//! # Reversal Transaction Coordinator
//!
//! Wraps the pure allocator in one atomic unit of work.
//!
//! ## One Transaction, All Or Nothing
//! ```text
//! ┌─────────────────────────────────────────────────────────────────────────┐
//! │                  reverse_sale(sale_id, request)                         │
//! │                                                                         │
//! │  0. VALIDATE REQUEST (no store access)                                 │
//! │     └── userId present, paymentMethod known, quantities positive       │
//! │                                                                         │
//! │  ┌───────────────── SINGLE TRANSACTION (≤ 60 s) ─────────────────────┐ │
//! │  │                                                                   │ │
//! │  │  1. Load original sale + items (persisted order)                  │ │
//! │  │  2. Load every prior reversal's lines                             │ │
//! │  │     (explicit reference OR legacy REV-… receipt)                  │ │
//! │  │  3. plan_reversal(…)        ← pure, meridian-core                 │ │
//! │  │  4. INSERT reversal sale    (original's creation timestamp)       │ │
//! │  │  5. INSERT reversal items   (negative quantities)                 │ │
//! │  │  6. Per distinct product: read stock "before",                    │ │
//! │  │     record_adjustment(sale_reversal, before → before + restored)  │ │
//! │  │                                                                   │ │
//! │  └── COMMIT ── any failure or the deadline rolls everything back ────┘ │
//! │                                                                         │
//! │  7. Return the reversal record (camelCase DTO, product-enriched)       │
//! └─────────────────────────────────────────────────────────────────────────┘
//! ```
//!
//! ## Failure Semantics
//! Business-rule and validation errors are client-class: the exact message
//! is part of the contract and surfaces unchanged. Everything else,
//! including a missing stock row (correct prior writes make that
//! impossible), is server-class, logged in full here and surfaced
//! generically. Nothing is retried; the caller resubmits and re-reads
//! remaining quantity.

use std::collections::HashMap;
use std::time::Duration;

use chrono::Utc;
use serde::{Deserialize, Serialize};
use sqlx::SqlitePool;
use thiserror::Error;
use tracing::{debug, error, info, warn};
use uuid::Uuid;

use crate::error::DbError;
use crate::repository::{sale, stock};
use meridian_core::receipt::REVERSAL_PREFIX;
use meridian_core::validation::{
    validate_payment_method, validate_product_id, validate_reversal_quantity, validate_user_id,
};
use meridian_core::{
    plan_reversal, Money, PaymentMethod, Product, ReversalError, ReversalItemRequest, Sale,
    SaleItem, StockAdjustmentType, ValidationError,
};

// =============================================================================
// Request DTOs
// =============================================================================

/// A reversal request as external callers send it.
///
/// Absent (or empty) `items` means: reverse everything still remaining.
#[derive(Debug, Clone, Serialize, Deserialize)]
#[serde(rename_all = "camelCase")]
pub struct ReverseSaleRequest {
    /// Acting operator. Required.
    pub user_id: String,

    /// Optional settlement override: one of `CASH`, `MOBILE_MONEY`,
    /// `CARD`, `TRANSFER`. Defaults to the original sale's method.
    #[serde(default, skip_serializing_if = "Option::is_none")]
    pub payment_method: Option<String>,

    /// Partial reversal entries; absent for a full reversal.
    #[serde(default, skip_serializing_if = "Option::is_none")]
    pub items: Option<Vec<ReversalItemEntry>>,
}

impl ReverseSaleRequest {
    /// A full reversal on behalf of `user_id`.
    pub fn full(user_id: impl Into<String>) -> Self {
        ReverseSaleRequest {
            user_id: user_id.into(),
            payment_method: None,
            items: None,
        }
    }
}

/// One entry of a partial reversal request.
#[derive(Debug, Clone, Serialize, Deserialize)]
#[serde(rename_all = "camelCase")]
pub struct ReversalItemEntry {
    /// Targets one specific line of the original sale.
    #[serde(default, skip_serializing_if = "Option::is_none")]
    pub sale_item_id: Option<String>,

    pub product_id: String,

    /// Decimal quantity to reverse; must be > 0.
    pub quantity: f64,
}

// =============================================================================
// Response DTOs
// =============================================================================

/// Success response: the created reversal sale.
#[derive(Debug, Clone, Serialize)]
#[serde(rename_all = "camelCase")]
pub struct ReverseSaleResponse {
    pub reversal: ReversalDto,
}

/// The reversal sale record, amounts converted back to decimal at this
/// boundary.
#[derive(Debug, Clone, Serialize)]
#[serde(rename_all = "camelCase")]
pub struct ReversalDto {
    pub id: String,
    pub receipt_number: String,

    /// The original sale, parsed back out for the caller's convenience.
    pub reverses_sale_id: String,

    pub user_id: String,
    pub payment_method: PaymentMethod,

    /// Non-positive: a reversal undoes value.
    pub subtotal: f64,
    pub discount: f64,
    pub total_amount: f64,

    /// Dated to the ORIGINAL sale's creation time for reporting
    /// continuity.
    pub created_at: chrono::DateTime<Utc>,

    pub items: Vec<ReversalItemDto>,
}

/// One reversal line: negative quantity and total.
#[derive(Debug, Clone, Serialize)]
#[serde(rename_all = "camelCase")]
pub struct ReversalItemDto {
    pub id: String,
    pub product_id: String,
    pub quantity: f64,
    pub price: f64,
    pub total: f64,

    /// The product record, when it still exists.
    #[serde(skip_serializing_if = "Option::is_none")]
    pub product: Option<ProductDto>,
}

/// Product summary embedded in reversal lines.
#[derive(Debug, Clone, Serialize)]
#[serde(rename_all = "camelCase")]
pub struct ProductDto {
    pub id: String,
    pub sku: String,
    pub name: String,
    pub price: f64,
}
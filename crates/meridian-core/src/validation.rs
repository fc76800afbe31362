//! # Validation Module
//!
//! Request field validation for the reversal engine.
//!
//! ## Validation Strategy
//! ```text
//! ┌─────────────────────────────────────────────────────────────────────────┐
//! │                      Validation Layers                                  │
//! │                                                                         │
//! │  Layer 1: Caller (API / UI)                                            │
//! │  ├── Basic format checks                                               │
//! │  └── Immediate user feedback                                           │
//! │           │                                                             │
//! │           ▼                                                             │
//! │  Layer 2: THIS MODULE - request shape, before any store access         │
//! │           │                                                             │
//! │           ▼                                                             │
//! │  Layer 3: Allocator - business rules against loaded state              │
//! │           │                                                             │
//! │           ▼                                                             │
//! │  Layer 4: Database - NOT NULL / UNIQUE / FK constraints                │
//! └─────────────────────────────────────────────────────────────────────────┘
//! ```
//!
//! Field names in error messages use the wire spelling (`userId`,
//! `paymentMethod`) because the messages travel back to the caller.

use crate::error::{ValidationError, ValidationResult};
use crate::quantity::Quantity;
use crate::types::PaymentMethod;

/// Validates the acting user id. Required on every reversal request.
///
/// ## Example
/// ```rust
/// use meridian_core::validation::validate_user_id;
///
/// assert_eq!(validate_user_id(" cashier-1 ").unwrap(), "cashier-1");
/// assert!(validate_user_id("   ").is_err());
/// ```
pub fn validate_user_id(user_id: &str) -> ValidationResult<&str> {
    let user_id = user_id.trim();
    if user_id.is_empty() {
        return Err(ValidationError::required("userId"));
    }
    Ok(user_id)
}

/// Validates a caller-supplied payment method string.
///
/// ## Rules
/// Must be one of `CASH`, `MOBILE_MONEY`, `CARD`, `TRANSFER`
/// (case-insensitive).
pub fn validate_payment_method(method: &str) -> ValidationResult<PaymentMethod> {
    PaymentMethod::parse(method).ok_or_else(|| ValidationError::invalid("paymentMethod"))
}

/// Validates a product id reference on a reversal item entry.
pub fn validate_product_id(product_id: &str) -> ValidationResult<&str> {
    let product_id = product_id.trim();
    if product_id.is_empty() {
        return Err(ValidationError::required("productId"));
    }
    Ok(product_id)
}

/// Validates and converts a requested reversal quantity.
///
/// ## Rules
/// - Must be a finite number greater than zero
/// - Must still be positive after rounding to two decimal places
///   (0.001 of a unit is not a reversible quantity)
pub fn validate_reversal_quantity(quantity: f64) -> ValidationResult<Quantity> {
    if !quantity.is_finite() || quantity <= 0.0 {
        return Err(ValidationError::must_be_positive("quantity"));
    }

    let quantity = Quantity::from_decimal(quantity);
    if !quantity.is_positive() {
        return Err(ValidationError::must_be_positive("quantity"));
    }
    Ok(quantity)
}

// =============================================================================
// Unit Tests
// =============================================================================

#[cfg(test)]
mod tests {
    use super::*;

    #[test]
    fn test_validate_user_id() {
        assert_eq!(validate_user_id("cashier-1").unwrap(), "cashier-1");
        assert_eq!(validate_user_id("  cashier-1  ").unwrap(), "cashier-1");

        assert_eq!(
            validate_user_id("").unwrap_err().to_string(),
            "userId is required"
        );
        assert!(validate_user_id("   ").is_err());
    }

    #[test]
    fn test_validate_payment_method() {
        assert_eq!(
            validate_payment_method("CASH").unwrap(),
            PaymentMethod::Cash
        );
        assert_eq!(
            validate_payment_method("mobile_money").unwrap(),
            PaymentMethod::MobileMoney
        );

        assert_eq!(
            validate_payment_method("BARTER").unwrap_err().to_string(),
            "paymentMethod is invalid"
        );
    }

    #[test]
    fn test_validate_product_id() {
        assert_eq!(validate_product_id("p-1").unwrap(), "p-1");
        assert!(validate_product_id("").is_err());
        assert!(validate_product_id("  ").is_err());
    }

    #[test]
    fn test_validate_reversal_quantity() {
        assert_eq!(
            validate_reversal_quantity(4.0).unwrap(),
            Quantity::from_units(4)
        );
        assert_eq!(
            validate_reversal_quantity(0.25).unwrap(),
            Quantity::from_hundredths(25)
        );

        assert!(validate_reversal_quantity(0.0).is_err());
        assert!(validate_reversal_quantity(-1.0).is_err());
        assert!(validate_reversal_quantity(f64::NAN).is_err());
        assert!(validate_reversal_quantity(f64::INFINITY).is_err());
        // Rounds to zero at two decimal places
        assert!(validate_reversal_quantity(0.001).is_err());
    }
}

▸ ASSIGNMENT:
In how many lines above does the word "struct" appear? Answer with only the number.

▸ RESPONSE:
6